Diagnosing breast cancer based on PBMC gene expression profile using Bayesian additive regression trees (BART) method

Zicheng Hu and Kaijun Lu

Molecular Genetics and Microbiology, College of Natural Sciences
Marine Science Institute, College of Natural Sciences

    In this study, we try to develop a method to diagnose breast cancer based on the gene expression profile of PBMC (peripheral blood mononuclear cells). The assumption is that some of the PBMC have been migrated into the tumor and changed their gene expression profile.
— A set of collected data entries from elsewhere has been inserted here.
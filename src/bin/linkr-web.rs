#[cfg(target_arch = "wasm32")]
pub fn main() {
    linkr::web::mount();
}

#[cfg(not(target_arch = "wasm32"))]
pub fn main() {}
As a result, breast cancer patients and healthy people will have different gene expression patterns in PBMC. Therefore, the gene expression profile of PBMC, which are more accessible than tumor samples, may be a good indicator of the cancer status of the patient.

    Linear regression methods will perform poorly when dealing with the gene expression profile data, due to the fact that the expression level of genes are highly correlated with each other and the fact that the relationship between cancer status and gene expression profile are non-linear. Instead, a Bayesian
additive regression trees (BART) method will be used. The BART methods use tree like structures to capture the non-linear relationship between the gene expression levels and the cancer status. 

    Briefly, the model is:

Yi ~ bern(pi)
Probit(pi) = g1(Xi) + g2(Xi) +…….+ gn(Xi)+ R

    Yi is the cancer status of patient i. Y=1 means the patient i has cancer. Otherwise, the patient is healthy.
    pi is the probability that the patient i has cancer.
    g1…….gn are n decision trees that each returns a single value.
    R will be the residue. R ~ normal.
    Xi are the gene expression profile of PBMC from patient i. It will be a vector containing  the expression level of each gene.
   More details on the BART model can be found here.
   More details on the specific BART model constructed for diagnosing cancer can be found here.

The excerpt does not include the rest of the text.